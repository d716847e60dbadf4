//! A single queued `acquire` request.

use std::sync::atomic::{AtomicU64, Ordering};

use tokio::sync::oneshot;

use crate::driver::{ConnectionId, DriverConnection};

/// What a [`Waiter`] is ultimately handed: the connection's id (for event
/// payloads) and the driver itself.
pub(crate) struct Handoff<C: DriverConnection> {
    pub(crate) id: ConnectionId,
    pub(crate) driver: C,
}

/// A FIFO queue entry representing one caller blocked in `acquire`.
///
/// The `tx` half is a single-shot completion primitive: it is settled
/// exactly once, either by a releaser handing off a connection or by the
/// waiter's own deadline firing and removing it from the queue by `id`.
pub(crate) struct Waiter<C: DriverConnection> {
    pub(crate) id: u64,
    pub(crate) tx: oneshot::Sender<Handoff<C>>,
}

impl<C: DriverConnection> Waiter<C> {
    pub(crate) fn next_id() -> u64 {
        static NEXT: AtomicU64 = AtomicU64::new(1);
        NEXT.fetch_add(1, Ordering::Relaxed)
    }
}
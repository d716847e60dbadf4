//! A scriptable in-memory [`DriverConnection`] for exercising the pool's
//! retry and accounting logic without a real database.
//!
//! Modeled on `bb8`'s trait-object connection manager pattern of swapping in
//! a fake backend behind the same trait the real driver implements, and on
//! `sqlx-core`'s `#[tokio::test]` convention for the tests that drive it.

use std::collections::VecDeque;
use std::future::Future;
use std::sync::atomic::{AtomicU32, Ordering};
use std::sync::{Arc, Mutex};

use crate::driver::{DriverConnection, DriverError};
use crate::params::QueryParams;

/// A value a scripted query can accept or return.
#[derive(Debug, Clone, PartialEq)]
pub enum FakeValue {
    Int(i64),
    Text(String),
}

impl From<i32> for FakeValue {
    fn from(value: i32) -> Self {
        FakeValue::Int(value as i64)
    }
}

impl From<&str> for FakeValue {
    fn from(value: &str) -> Self {
        FakeValue::Text(value.to_string())
    }
}

impl From<String> for FakeValue {
    fn from(value: String) -> Self {
        FakeValue::Text(value)
    }
}

/// What a scripted query call returns on success.
#[derive(Debug, Clone, PartialEq, Default)]
pub struct FakeRows {
    pub rows: Vec<FakeValue>,
    pub row_count: usize,
}

/// One scripted outcome for a `start()` call.
pub enum ConnectOutcome {
    Ok,
    Err(DriverError),
    /// Never completes — for exercising `connectionTimeoutMillis`.
    Hang,
}

/// One scripted outcome for a `query()` call.
pub enum QueryOutcome {
    Ok(FakeRows),
    Err(DriverError),
}

#[derive(Default)]
struct ScriptInner {
    connect: VecDeque<ConnectOutcome>,
    query: VecDeque<QueryOutcome>,
    connect_attempts: AtomicU32,
    query_calls: AtomicU32,
    close_calls: AtomicU32,
    injected_error: Option<DriverError>,
}

/// Shared, cloneable configuration for a family of [`FakeConnection`]s.
///
/// Every [`FakeConnection::new`] built from a cloned `FakeConfig` pops from
/// the *same* queues, so a test can script "first connect fails, second
/// succeeds" across what the pool believes are independent connect attempts.
#[derive(Clone)]
pub struct FakeConfig {
    inner: Arc<Mutex<ScriptInner>>,
}

impl Default for FakeConfig {
    fn default() -> Self {
        Self {
            inner: Arc::new(Mutex::new(ScriptInner::default())),
        }
    }
}

impl FakeConfig {
    pub fn new() -> Self {
        Self::default()
    }

    pub fn push_connect(&self, outcome: ConnectOutcome) -> &Self {
        self.inner.lock().unwrap().connect.push_back(outcome);
        self
    }

    pub fn push_query(&self, outcome: QueryOutcome) -> &Self {
        self.inner.lock().unwrap().query.push_back(outcome);
        self
    }

    /// Make the next `take_error()` poll (on any connection built from this
    /// config) return `err` once.
    pub fn inject_error(&self, err: DriverError) {
        self.inner.lock().unwrap().injected_error = Some(err);
    }

    pub fn connect_attempts(&self) -> u32 {
        self.inner.lock().unwrap().connect_attempts.load(Ordering::SeqCst)
    }

    pub fn query_calls(&self) -> u32 {
        self.inner.lock().unwrap().query_calls.load(Ordering::SeqCst)
    }

    pub fn close_calls(&self) -> u32 {
        self.inner.lock().unwrap().close_calls.load(Ordering::SeqCst)
    }
}

pub struct FakeConnection {
    config: FakeConfig,
}

impl DriverConnection for FakeConnection {
    type Config = FakeConfig;
    type Param = FakeValue;
    type QueryResult = FakeRows;

    fn new(config: Self::Config) -> Self {
        Self { config }
    }

    fn start(&mut self) -> impl Future<Output = Result<(), DriverError>> + Send + '_ {
        async move {
            let outcome = {
                let mut inner = self.config.inner.lock().unwrap();
                inner.connect_attempts.fetch_add(1, Ordering::SeqCst);
                inner.connect.pop_front()
            };
            match outcome {
                Some(ConnectOutcome::Ok) | None => Ok(()),
                Some(ConnectOutcome::Err(err)) => Err(err),
                Some(ConnectOutcome::Hang) => std::future::pending().await,
            }
        }
    }

    fn query(
        &mut self,
        _text: &str,
        _params: QueryParams<Self::Param>,
    ) -> impl Future<Output = Result<Self::QueryResult, DriverError>> + Send + '_ {
        async move {
            let outcome = {
                let mut inner = self.config.inner.lock().unwrap();
                inner.query_calls.fetch_add(1, Ordering::SeqCst);
                inner.query.pop_front()
            };
            match outcome {
                Some(QueryOutcome::Ok(rows)) => Ok(rows),
                Some(QueryOutcome::Err(err)) => Err(err),
                None => Ok(FakeRows::default()),
            }
        }
    }

    fn close(self) -> impl Future<Output = Result<(), DriverError>> + Send {
        async move {
            self.config
                .inner
                .lock()
                .unwrap()
                .close_calls
                .fetch_add(1, Ordering::SeqCst);
            Ok(())
        }
    }

    fn take_error(&mut self) -> Option<DriverError> {
        self.config.inner.lock().unwrap().injected_error.take()
    }
}
//! Storage abstraction trait
//!
//! The managed upload tree is reached only through `Storage`, so services and
//! tests can swap the backend.

use std::time::SystemTime;

use async_trait::async_trait;
use marquee_core::models::MediaKind;
use marquee_core::AppError;
use thiserror::Error;

/// Storage operation errors
#[derive(Debug, Error)]
pub enum StorageError {
    #[error("Upload failed: {0}")]
    UploadFailed(String),

    #[error("Delete failed: {0}")]
    DeleteFailed(String),

    #[error("File not found: {0}")]
    NotFound(String),

    #[error("Invalid storage key: {0}")]
    InvalidKey(String),

    #[error("Serialization error: {0}")]
    Serialization(String),

    #[error("IO error: {0}")]
    IoError(#[from] std::io::Error),

    #[error("Configuration error: {0}")]
    ConfigError(String),
}

/// Result type for storage operations
pub type StorageResult<T> = Result<T, StorageError>;

impl From<StorageError> for AppError {
    fn from(err: StorageError) -> Self {
        match err {
            StorageError::InvalidKey(msg) => AppError::InvalidInput(msg),
            StorageError::NotFound(key) => AppError::NotFound(format!("File not found: {}", key)),
            other => AppError::Storage(other.to_string()),
        }
    }
}

/// A file found in one kind folder of the upload tree.
#[derive(Debug, Clone)]
pub struct StoredObject {
    pub key: String,
    pub stored_name: String,
    pub size_bytes: u64,
    pub modified: SystemTime,
}

/// Storage abstraction trait
///
/// **Key format:** `{kind folder}/{stored name}`, e.g. `images/poster-1712-ab12cd34.jpg`.
/// See [`crate::keys::storage_key`].
#[async_trait]
pub trait Storage: Send + Sync {
    /// Store a new file and return (storage_key, public_url).
    ///
    /// The public URL is root-relative, e.g. `/uploads/images/poster.jpg`.
    async fn upload(
        &self,
        kind: MediaKind,
        stored_name: &str,
        data: Vec<u8>,
    ) -> StorageResult<(String, String)>;

    /// Delete a file by its storage key. Deleting a missing file succeeds.
    async fn delete(&self, storage_key: &str) -> StorageResult<()>;

    /// List the files in one kind folder.
    async fn list(&self, kind: MediaKind) -> StorageResult<Vec<StoredObject>>;
}
//! Application setup and initialization

pub mod database;
pub mod routes;
pub mod server;
pub mod services;

use std::sync::Arc;

use anyhow::{Context, Result};
use marquee_core::Config;
use tokio::task::JoinHandle;

use crate::state::AppState;

/// Tasks spawned during setup that outlive request handling.
#[derive(Debug, Default)]
pub struct BackgroundTasks {
    pub cleanup: Option<JoinHandle<()>>,
}

impl BackgroundTasks {
    /// Abort every task and wait for it to unwind.
    pub async fn shutdown(self) {
        if let Some(task) = self.cleanup {
            task.abort();
            match task.await {
                Err(e) if e.is_panic() => tracing::error!(error = %e, "Cleanup task panicked"),
                _ => tracing::info!("Cleanup task stopped"),
            }
        }
    }
}

pub struct Application {
    pub state: Arc<AppState>,
    pub router: axum::Router,
    pub background: BackgroundTasks,
}

/// Initialize the entire application
pub async fn initialize_app(config: Config) -> Result<Application> {
    crate::telemetry::init_telemetry(config.log_format())
        .map_err(|e| anyhow::anyhow!("Failed to initialize telemetry: {}", e))?;

    // Fail fast on misconfiguration
    config.validate().context("Configuration validation failed")?;
    tracing::info!(
        environment = %config.environment(),
        "Configuration loaded and validated successfully"
    );

    let pool = database::setup_database(&config).await?;

    let (state, background) = services::initialize_services(&config, pool).await?;

    let router = routes::setup_routes(&config, state.clone())?;

    Ok(Application {
        state,
        router,
        background,
    })
}
//! Marquee API Library
//!
//! HTTP surface of the content service: handlers, the auth gate, error
//! rendering and application setup.

pub mod auth;
pub mod constants;
pub mod error;
mod handlers;
pub mod response;
pub mod setup;
pub mod state;
pub mod telemetry;

pub use error::{ErrorResponse, HttpAppError};
pub use setup::routes::api_router;
pub use state::AppState;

● Directions for this task: Produce the number of lines in the data containing the string "routes", with nothing added.

● Written response: 3